Source data ->
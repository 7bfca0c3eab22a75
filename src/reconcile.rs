use std::fs::OpenOptions;
use std::io::{self, Write};
use std::path::{Path, PathBuf};
use std::thread;

use signal_hook::consts::signal::{SIGCHLD, SIGHUP};
use signal_hook::iterator::Signals;
use tracing::{debug, warn};

use crate::job_control::{ProcessControl, Unix};
use crate::jobs::{JobRegistry, JobState, SharedJobs};
use crate::status::ResultKind;

/// One reconciliation pass: poll every tracked group without blocking and
/// bring its record up to date.
///
/// The caller must hold the blocking scope for the whole pass. Groups are
/// visited in registry order, and each group is polled until it has nothing
/// more to report, since several changes can arrive behind one SIGCHLD. A
/// group that reports an error is left as is.
pub(crate) fn reconcile<P: ProcessControl + ?Sized>(
    registry: &mut JobRegistry,
    control: &P,
    stdout: &mut dyn Write,
    stderr: &mut dyn Write,
) {
    for pgid in registry.groups() {
        loop {
            let result = match control.poll_group(pgid) {
                Ok(Some(result)) => result,
                Ok(None) => break,
                Err(e) => {
                    let _ = writeln!(stderr, "jcsh: wait error for job {pgid}: {e}");
                    break;
                }
            };

            let Some(job) = registry.find_by_group(pgid) else {
                break;
            };
            let _ = writeln!(
                stdout,
                "Background pid: {}, command: {}, {}, info: {}",
                job.pgid, job.command, result.kind, result.info
            );

            match result.kind {
                ResultKind::Suspended => job.state = JobState::Stopped,
                ResultKind::Continued => job.state = JobState::Background,
                ResultKind::Exited | ResultKind::Signaled => {
                    registry.remove(pgid);
                    debug!(pgid, kind = %result.kind, remaining = registry.len(), "reaped job");
                    break;
                }
            }
        }
    }
}

/// Start the thread that reacts to SIGCHLD (reconciliation pass) and SIGHUP
/// (append a line to `hup_log`).
pub(crate) fn spawn_listener(
    jobs: SharedJobs,
    control: Unix,
    hup_log: PathBuf,
) -> io::Result<thread::JoinHandle<()>> {
    let mut signals = Signals::new([SIGCHLD, SIGHUP])?;

    thread::Builder::new()
        .name("jcsh-signals".to_string())
        .spawn(move || {
            for signal in signals.forever() {
                match signal {
                    SIGCHLD => {
                        let mut registry = jobs.block();
                        reconcile(
                            &mut registry,
                            &control,
                            &mut io::stdout(),
                            &mut io::stderr(),
                        );
                        let _ = io::stdout().flush();
                    }
                    SIGHUP => {
                        if let Err(e) = log_hangup(&hup_log) {
                            eprintln!("jcsh: {}: {e}", hup_log.display());
                        }
                    }
                    other => warn!(signal = other, "unexpected signal"),
                }
            }
        })
}

/// Append the hang-up notice to `path`, creating the file if needed.
pub(crate) fn log_hangup(path: &Path) -> io::Result<()> {
    let mut file = OpenOptions::new().create(true).append(true).open(path)?;
    writeln!(file, "SIGHUP received.")
}

#[cfg(test)]
mod tests {
    use super::*;
    use crate::job_control::fake::{Call, FakeOs};
    use crate::jobs::Job;
    use crate::status::WaitResult;

    fn registry(jobs: &[(i32, &str, JobState)]) -> JobRegistry {
        let mut registry = JobRegistry::new();
        for &(pgid, command, state) in jobs {
            registry.insert(Job::new(pgid, command, state)).unwrap();
        }
        registry
    }

    fn pass(registry: &mut JobRegistry, os: &FakeOs) -> (String, String) {
        let mut out = Vec::new();
        let mut err = Vec::new();
        reconcile(registry, os, &mut out, &mut err);
        (
            String::from_utf8(out).unwrap(),
            String::from_utf8(err).unwrap(),
        )
    }

    #[test]
    fn unchanged_groups_are_left_alone() {
        let mut registry = registry(&[(10, "sleep", JobState::Background)]);
        let os = FakeOs::new();

        let (out, err) = pass(&mut registry, &os);

        assert!(out.is_empty() && err.is_empty());
        assert_eq!(registry.get(1).unwrap().state, JobState::Background);
        assert_eq!(os.calls(), vec![Call::Poll(10)]);
    }

    #[test]
    fn continue_and_exit_behind_one_signal_are_both_seen() {
        let mut registry = registry(&[(10, "sh", JobState::Stopped)]);
        let os = FakeOs::new();
        os.queue_poll(10, Ok(Some(WaitResult::new(ResultKind::Continued, 0))));
        os.queue_poll(10, Ok(Some(WaitResult::new(ResultKind::Exited, 6))));

        let (out, _) = pass(&mut registry, &os);

        assert!(registry.is_empty());
        let lines: Vec<&str> = out.lines().collect();
        assert_eq!(
            lines,
            vec![
                "Background pid: 10, command: sh, Continued, info: 0",
                "Background pid: 10, command: sh, Exited, info: 6",
            ]
        );
        assert_eq!(os.calls(), vec![Call::Poll(10), Call::Poll(10)]);
    }

    #[test]
    fn suspended_group_becomes_stopped() {
        let mut registry = registry(&[(10, "sleep", JobState::Background)]);
        let os = FakeOs::new();
        os.queue_poll(10, Ok(Some(WaitResult::new(ResultKind::Suspended, libc::SIGTSTP))));

        let (out, _) = pass(&mut registry, &os);

        assert_eq!(registry.get(1).unwrap().state, JobState::Stopped);
        assert_eq!(
            out,
            format!("Background pid: 10, command: sleep, Suspended, info: {}\n", libc::SIGTSTP)
        );
    }

    #[test]
    fn continued_group_becomes_background() {
        let mut registry = registry(&[(10, "sleep", JobState::Stopped)]);
        let os = FakeOs::new();
        os.queue_poll(10, Ok(Some(WaitResult::new(ResultKind::Continued, 0))));

        let (out, _) = pass(&mut registry, &os);

        assert_eq!(registry.get(1).unwrap().state, JobState::Background);
        assert!(out.contains("Continued, info: 0"), "stdout was: {out}");
    }

    #[test]
    fn exited_group_is_removed() {
        let mut registry = registry(&[
            (10, "sleep", JobState::Background),
            (20, "yes", JobState::Background),
        ]);
        let os = FakeOs::new();
        os.queue_poll(10, Ok(Some(WaitResult::new(ResultKind::Exited, 0))));
        os.queue_poll(20, Ok(Some(WaitResult::new(ResultKind::Signaled, libc::SIGKILL))));

        let (out, _) = pass(&mut registry, &os);

        assert!(registry.is_empty());
        let lines: Vec<&str> = out.lines().collect();
        assert_eq!(lines[0], "Background pid: 10, command: sleep, Exited, info: 0");
        assert_eq!(
            lines[1],
            format!("Background pid: 20, command: yes, Signaled, info: {}", libc::SIGKILL)
        );
    }

    #[test]
    fn poll_error_leaves_record_untouched() {
        let mut registry = registry(&[(10, "sleep", JobState::Stopped)]);
        let os = FakeOs::new();
        os.queue_poll(10, Err(io::Error::from_raw_os_error(libc::ECHILD)));

        let (out, err) = pass(&mut registry, &os);

        assert!(out.is_empty());
        assert!(err.contains("wait error for job 10"), "stderr was: {err}");
        assert_eq!(registry.get(1).unwrap().state, JobState::Stopped);
    }

    #[test]
    fn stop_then_exit_removes_exactly_once() {
        let mut registry = registry(&[
            (10, "sleep", JobState::Background),
            (20, "cat", JobState::Stopped),
        ]);
        let os = FakeOs::new();

        os.queue_poll(10, Ok(Some(WaitResult::new(ResultKind::Suspended, libc::SIGSTOP))));
        pass(&mut registry, &os);
        assert_eq!(registry.get(1).unwrap().state, JobState::Stopped);

        os.queue_poll(10, Ok(Some(WaitResult::new(ResultKind::Exited, 1))));
        let (out, _) = pass(&mut registry, &os);
        assert_eq!(out.matches("pid: 10").count(), 1);
        assert_eq!(registry.groups(), vec![20]);

        os.calls.borrow_mut().clear();
        pass(&mut registry, &os);
        assert_eq!(os.calls(), vec![Call::Poll(20)]);
    }

    #[test]
    fn hangup_log_appends_lines() {
        let path = std::env::temp_dir().join(format!("jcsh_hup_{}.txt", std::process::id()));
        let _ = std::fs::remove_file(&path);

        log_hangup(&path).unwrap();
        log_hangup(&path).unwrap();

        let contents = std::fs::read_to_string(&path).unwrap();
        assert_eq!(contents, "SIGHUP received.\nSIGHUP received.\n");
        let _ = std::fs::remove_file(&path);
    }
}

What needs to be done ->
From the records above, retype only the lines starting at the line that contains "let mut signals" and ending at the line that contains "assert!(out.is_empty() && err.is_empty());", both included.

Solution to the problem ->
    let mut signals = Signals::new([SIGCHLD, SIGHUP])?;

    thread::Builder::new()
        .name("jcsh-signals".to_string())
        .spawn(move || {
            for signal in signals.forever() {
                match signal {
                    SIGCHLD => {
                        let mut registry = jobs.block();
                        reconcile(
                            &mut registry,
                            &control,
                            &mut io::stdout(),
                            &mut io::stderr(),
                        );
                        let _ = io::stdout().flush();
                    }
                    SIGHUP => {
                        if let Err(e) = log_hangup(&hup_log) {
                            eprintln!("jcsh: {}: {e}", hup_log.display());
                        }
                    }
                    other => warn!(signal = other, "unexpected signal"),
                }
            }
        })
}

/// Append the hang-up notice to `path`, creating the file if needed.
pub(crate) fn log_hangup(path: &Path) -> io::Result<()> {
    let mut file = OpenOptions::new().create(true).append(true).open(path)?;
    writeln!(file, "SIGHUP received.")
}

#[cfg(test)]
mod tests {
    use super::*;
    use crate::job_control::fake::{Call, FakeOs};
    use crate::jobs::Job;
    use crate::status::WaitResult;

    fn registry(jobs: &[(i32, &str, JobState)]) -> JobRegistry {
        let mut registry = JobRegistry::new();
        for &(pgid, command, state) in jobs {
            registry.insert(Job::new(pgid, command, state)).unwrap();
        }
        registry
    }

    fn pass(registry: &mut JobRegistry, os: &FakeOs) -> (String, String) {
        let mut out = Vec::new();
        let mut err = Vec::new();
        reconcile(registry, os, &mut out, &mut err);
        (
            String::from_utf8(out).unwrap(),
            String::from_utf8(err).unwrap(),
        )
    }

    #[test]
    fn unchanged_groups_are_left_alone() {
        let mut registry = registry(&[(10, "sleep", JobState::Background)]);
        let os = FakeOs::new();

        let (out, err) = pass(&mut registry, &os);

        assert!(out.is_empty() && err.is_empty());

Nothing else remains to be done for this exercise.